The Anthropocene concept has been criticized for its undifferentiated take on humans and human responsibility, and Mathur shares this unease, especially regarding the Anthropocene’s potential whiteness. Yet Mathur makes the case for the term as politically useful and demonstrates this expertly by painting an exceptionally intricate picture of human–big cat relations that leaps effortlessly from individual politics as enacted by humans and nonhumans, to global Anthropocene politics.

Chapter 1 introduces the Gopeshwar-wallah bagh (Crooked Leopard of Gopeshwar), the leopard from the preface and, in many ways, the main character of this book. Chapter 2 speaks to the challenges of understanding whether a cat is crooked and sets about demonstrating that there are indeed truly crooked cats. Chapter 3 sits slightly apart—almost a short story in its own right—and tells the tale of Vijay, a white tiger in Delhi Zoo, who came to be a cute celebrity in spite, and possibly because, of killing a human, an unusual twist on the stories of crookedness that populate the rest of the book.

Chapter 4 seeks to explore how petitions about big cats in India (and beyond) are made—usually calling for the killing of a big cat. Central to both this chapter and the book more generally is the potential of (certain) big cats to express their agency, which is greater than that of (certain) humans. Chapter 5 shows that fictional writings on cats may hold as much truth as tales that are considered (or framed as) factual accounts. This chapter demonstrates an alternative way of storying the Anthropocene. If fiction and factual stories about humans and big cats both contain grains of truth and elements of fiction, we can begin to see how different stories of human relations with big cats, most importantly those that haven’t been told, or taken seriously, might come to the fore.

Chapter 6 shows how different human-animal (urban) geographies produce different relationships between humans and cats and shows that the locale of human-animal relationships remains central to understanding them. Chapter Seven deals with how big cats come to be known digitally by, for instance, the use of camera traps and CCTV. These new digital renditions change human relations with big cats, for instance, by altering the ways in which humans use digital evidence to mobilize support for various positionings with regard to crooked or straightforward cats.

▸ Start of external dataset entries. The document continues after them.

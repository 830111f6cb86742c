//! Dynamic values carried by ports and variables
//!
//! Ports are statically typed through their [`PortType`], but the storage is a
//! single [`Value`] enum so that the graph can hold heterogeneous nodes. Typed
//! access goes through [`FromValue`]; a failed extraction falls back to the
//! type's default, which is how unconnected or mistyped inputs behave.

use std::any::Any;
use std::fmt;
use std::sync::{Arc, Weak};

use serde::{Deserialize, Deserializer, Serialize, Serializer};

use crate::types::PortType;

/// Type-erased host object shared with the graph (entities, assets, handles)
pub type HostObject = Arc<dyn Any + Send + Sync>;

/// Weak reference to a host object
///
/// The graph never keeps host objects alive; a dropped object reads as destroyed.
#[derive(Clone)]
pub struct ObjectRef {
    kind: String,
    inner: Weak<dyn Any + Send + Sync>,
}

impl ObjectRef {
    /// Reference a host object of the given kind
    pub fn new<T: Any + Send + Sync>(kind: impl Into<String>, object: &Arc<T>) -> Self {
        let erased: HostObject = object.clone();
        Self {
            kind: kind.into(),
            inner: Arc::downgrade(&erased),
        }
    }

    /// Reference an already type-erased host object
    pub fn from_host(kind: impl Into<String>, object: &HostObject) -> Self {
        Self {
            kind: kind.into(),
            inner: Arc::downgrade(object),
        }
    }

    /// Kind name used for `object:<kind>` port types
    pub fn kind(&self) -> &str {
        &self.kind
    }

    /// Whether the referenced object has been dropped
    pub fn is_destroyed(&self) -> bool {
        self.inner.strong_count() == 0
    }

    /// Upgrade to a strong reference if the object is still alive
    pub fn upgrade(&self) -> Option<HostObject> {
        self.inner.upgrade()
    }

    /// Upgrade and downcast to a concrete type
    pub fn downcast<T: Any + Send + Sync>(&self) -> Option<Arc<T>> {
        self.upgrade().and_then(|object| object.downcast::<T>().ok())
    }

    fn ptr_eq(&self, other: &ObjectRef) -> bool {
        Weak::ptr_eq(&self.inner, &other.inner)
    }
}

impl fmt::Debug for ObjectRef {
    fn fmt(&self, f: &mut fmt::Formatter<'_>) -> fmt::Result {
        f.debug_struct("ObjectRef")
            .field("kind", &self.kind)
            .field("destroyed", &self.is_destroyed())
            .finish()
    }
}

/// A value held by a port or variable
#[derive(Debug, Clone, Default)]
pub enum Value {
    #[default]
    Null,
    Bool(bool),
    Int(i64),
    Float(f64),
    String(String),
    Json(serde_json::Value),
    Object(ObjectRef),
}

impl Value {
    /// Default value for a declared port type
    pub fn default_for(port_type: &PortType) -> Value {
        match port_type {
            PortType::Bool => Value::Bool(false),
            PortType::Int => Value::Int(0),
            PortType::Float => Value::Float(0.0),
            PortType::String => Value::String(String::new()),
            PortType::Any
            | PortType::Custom(_)
            | PortType::Json
            | PortType::Object(_)
            | PortType::Node
            | PortType::Generic(_) => Value::Null,
        }
    }

    /// Decode a persisted JSON value for a declared port type
    ///
    /// Values that do not fit the type decode to the type's default.
    pub fn from_json_typed(json: &serde_json::Value, port_type: &PortType) -> Value {
        let decoded = match port_type {
            PortType::Bool => json.as_bool().map(Value::Bool),
            PortType::Int => json.as_i64().map(Value::Int),
            PortType::Float => json.as_f64().map(Value::Float),
            PortType::String => json.as_str().map(|s| Value::String(s.to_string())),
            PortType::Json => Some(Value::Json(json.clone())),
            PortType::Any | PortType::Custom(_) => Some(Value::from(json.clone())),
            PortType::Object(_) | PortType::Node | PortType::Generic(_) => None,
        };
        decoded.unwrap_or_else(|| Value::default_for(port_type))
    }

    /// Encode as JSON for persistence; object references persist as null
    pub fn to_json(&self) -> serde_json::Value {
        match self {
            Value::Null | Value::Object(_) => serde_json::Value::Null,
            Value::Bool(b) => serde_json::Value::Bool(*b),
            Value::Int(i) => serde_json::Value::from(*i),
            Value::Float(f) => serde_json::Number::from_f64(*f)
                .map(serde_json::Value::Number)
                .unwrap_or(serde_json::Value::Null),
            Value::String(s) => serde_json::Value::String(s.clone()),
            Value::Json(j) => j.clone(),
        }
    }

    /// The natural port type of this value
    pub fn port_type(&self) -> PortType {
        match self {
            Value::Null => PortType::Any,
            Value::Bool(_) => PortType::Bool,
            Value::Int(_) => PortType::Int,
            Value::Float(_) => PortType::Float,
            Value::String(_) => PortType::String,
            Value::Json(_) => PortType::Json,
            Value::Object(obj) => PortType::Object(obj.kind().to_string()),
        }
    }

    /// Whether this is null or a destroyed object reference
    pub fn is_unset(&self) -> bool {
        match self {
            Value::Null => true,
            Value::Object(obj) => obj.is_destroyed(),
            _ => false,
        }
    }

    /// Extract a typed value, falling back to `T::default()`
    pub fn get_or_default<T: FromValue + Default>(&self) -> T {
        T::from_value(self).unwrap_or_default()
    }
}

impl PartialEq for Value {
    fn eq(&self, other: &Self) -> bool {
        match (self, other) {
            (Value::Null, Value::Null) => true,
            (Value::Bool(a), Value::Bool(b)) => a == b,
            (Value::Int(a), Value::Int(b)) => a == b,
            (Value::Float(a), Value::Float(b)) => a == b,
            (Value::String(a), Value::String(b)) => a == b,
            (Value::Json(a), Value::Json(b)) => a == b,
            (Value::Object(a), Value::Object(b)) => a.ptr_eq(b),
            _ => false,
        }
    }
}

impl From<serde_json::Value> for Value {
    fn from(json: serde_json::Value) -> Self {
        match json {
            serde_json::Value::Null => Value::Null,
            serde_json::Value::Bool(b) => Value::Bool(b),
            serde_json::Value::Number(n) => match n.as_i64() {
                Some(i) => Value::Int(i),
                None => Value::Float(n.as_f64().unwrap_or_default()),
            },
            serde_json::Value::String(s) => Value::String(s),
            other => Value::Json(other),
        }
    }
}

impl Serialize for Value {
    fn serialize<S: Serializer>(&self, serializer: S) -> std::result::Result<S::Ok, S::Error> {
        self.to_json().serialize(serializer)
    }
}

impl<'de> Deserialize<'de> for Value {
    fn deserialize<D: Deserializer<'de>>(deserializer: D) -> std::result::Result<Self, D::Error> {
        serde_json::Value::deserialize(deserializer).map(Value::from)
    }
}

/// Extraction of a Rust value from a [`Value`]
pub trait FromValue: Sized {
    /// Returns `None` when the value has an incompatible shape
    fn from_value(value: &Value) -> Option<Self>;
}

impl FromValue for Value {
    fn from_value(value: &Value) -> Option<Self> {
        Some(value.clone())
    }
}

impl FromValue for bool {
    fn from_value(value: &Value) -> Option<Self> {
        match value {
            Value::Bool(b) => Some(*b),
            _ => None,
        }
    }
}

impl FromValue for i64 {
    fn from_value(value: &Value) -> Option<Self> {
        match value {
            Value::Int(i) => Some(*i),
            _ => None,
        }
    }
}

impl FromValue for i32 {
    fn from_value(value: &Value) -> Option<Self> {
        i64::from_value(value).and_then(|i| i32::try_from(i).ok())
    }
}

impl FromValue for usize {
    fn from_value(value: &Value) -> Option<Self> {
        i64::from_value(value).and_then(|i| usize::try_from(i).ok())
    }
}

impl FromValue for f64 {
    fn from_value(value: &Value) -> Option<Self> {
        match value {
            Value::Float(f) => Some(*f),
            _ => None,
        }
    }
}

impl FromValue for f32 {
    fn from_value(value: &Value) -> Option<Self> {
        f64::from_value(value).map(|f| f as f32)
    }
}

impl FromValue for String {
    fn from_value(value: &Value) -> Option<Self> {
        match value {
            Value::String(s) => Some(s.clone()),
            _ => None,
        }
    }
}

impl FromValue for serde_json::Value {
    fn from_value(value: &Value) -> Option<Self> {
        match value {
            Value::Object(_) => None,
            other => Some(other.to_json()),
        }
    }
}

impl FromValue for ObjectRef {
    fn from_value(value: &Value) -> Option<Self> {
        match value {
            Value::Object(obj) => Some(obj.clone()),
            _ => None,
        }
    }
}

impl From<bool> for Value {
    fn from(b: bool) -> Self {
        Value::Bool(b)
    }
}

impl From<i64> for Value {
    fn from(i: i64) -> Self {
        Value::Int(i)
    }
}

impl From<i32> for Value {
    fn from(i: i32) -> Self {
        Value::Int(i64::from(i))
    }
}

impl From<usize> for Value {
    fn from(i: usize) -> Self {
        Value::Int(i64::try_from(i).unwrap_or(i64::MAX))
    }
}

impl From<f64> for Value {
    fn from(f: f64) -> Self {
        Value::Float(f)
    }
}

impl From<f32> for Value {
    fn from(f: f32) -> Self {
        Value::Float(f64::from(f))
    }
}

impl From<String> for Value {
    fn from(s: String) -> Self {
        Value::String(s)
    }
}

impl From<&str> for Value {
    fn from(s: &str) -> Self {
        Value::String(s.to_string())
    }
}

impl From<ObjectRef> for Value {
    fn from(obj: ObjectRef) -> Self {
        Value::Object(obj)
    }
}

Before offering some final thoughts, I’d like to pose a question: Is it only when a cat kills or preys on humans that it is crooked? This question is born from an engagement with the work of Val Plumwood by Krithika Srinivasan in The Sociological Review in 2022, who points to the human exceptionalism evident in the continued use of the term “man-eater” to describe animals that are considered to have gone rogue because they have killed a human. According to Plumwood in The Eye of the Crocodile (2012, p. 91), the position of humans is still that of “the eaters of others who are never themselves eaten.” If a cat can become crooked only because they hunt and/or eat humans, do we risk leaving this human exceptionalism unchallenged? Mathur’s use of “crooked” as opposed to “man-eater” may begin to shift this, but there might be a need to find other reasons for crookedness (e.g., living in new places, forming unprecedented kin-relations, undertaking novel migratory routes) beyond simply preying on humans to fully move on from human exceptionalism.

This line of questioning does not, however, take away from the fact that Mathur’s book is a great addition to the human-animal relations literature. The narrative form is clear and compelling. But perhaps the biggest compliment I can give is that Mathur, by continually shifting the scales of analysis and argument from local to global, while centering stories from often-marginalized (human) communities, allows for Crooked Cats to be a take on storying the Anthropocene that I believe many of the term’s critics could get behind.

And finally, I’ll end in a similar manner to the final chapter of Crooked Cats, which consists of three stories, the last of which tells of being followed by, but not seeing, a crooked cat. The shared sense of being watched reminded me of my face-to-face encounter with a leopard. One night while reading with a head torch outside my room in Mpumalanga, South Africa, I turned instinctively because I thought something was watching me. Sitting perhaps only 20 meters away was a leopard. Having read this book, all I can say is I’m glad this leopard wasn’t crooked.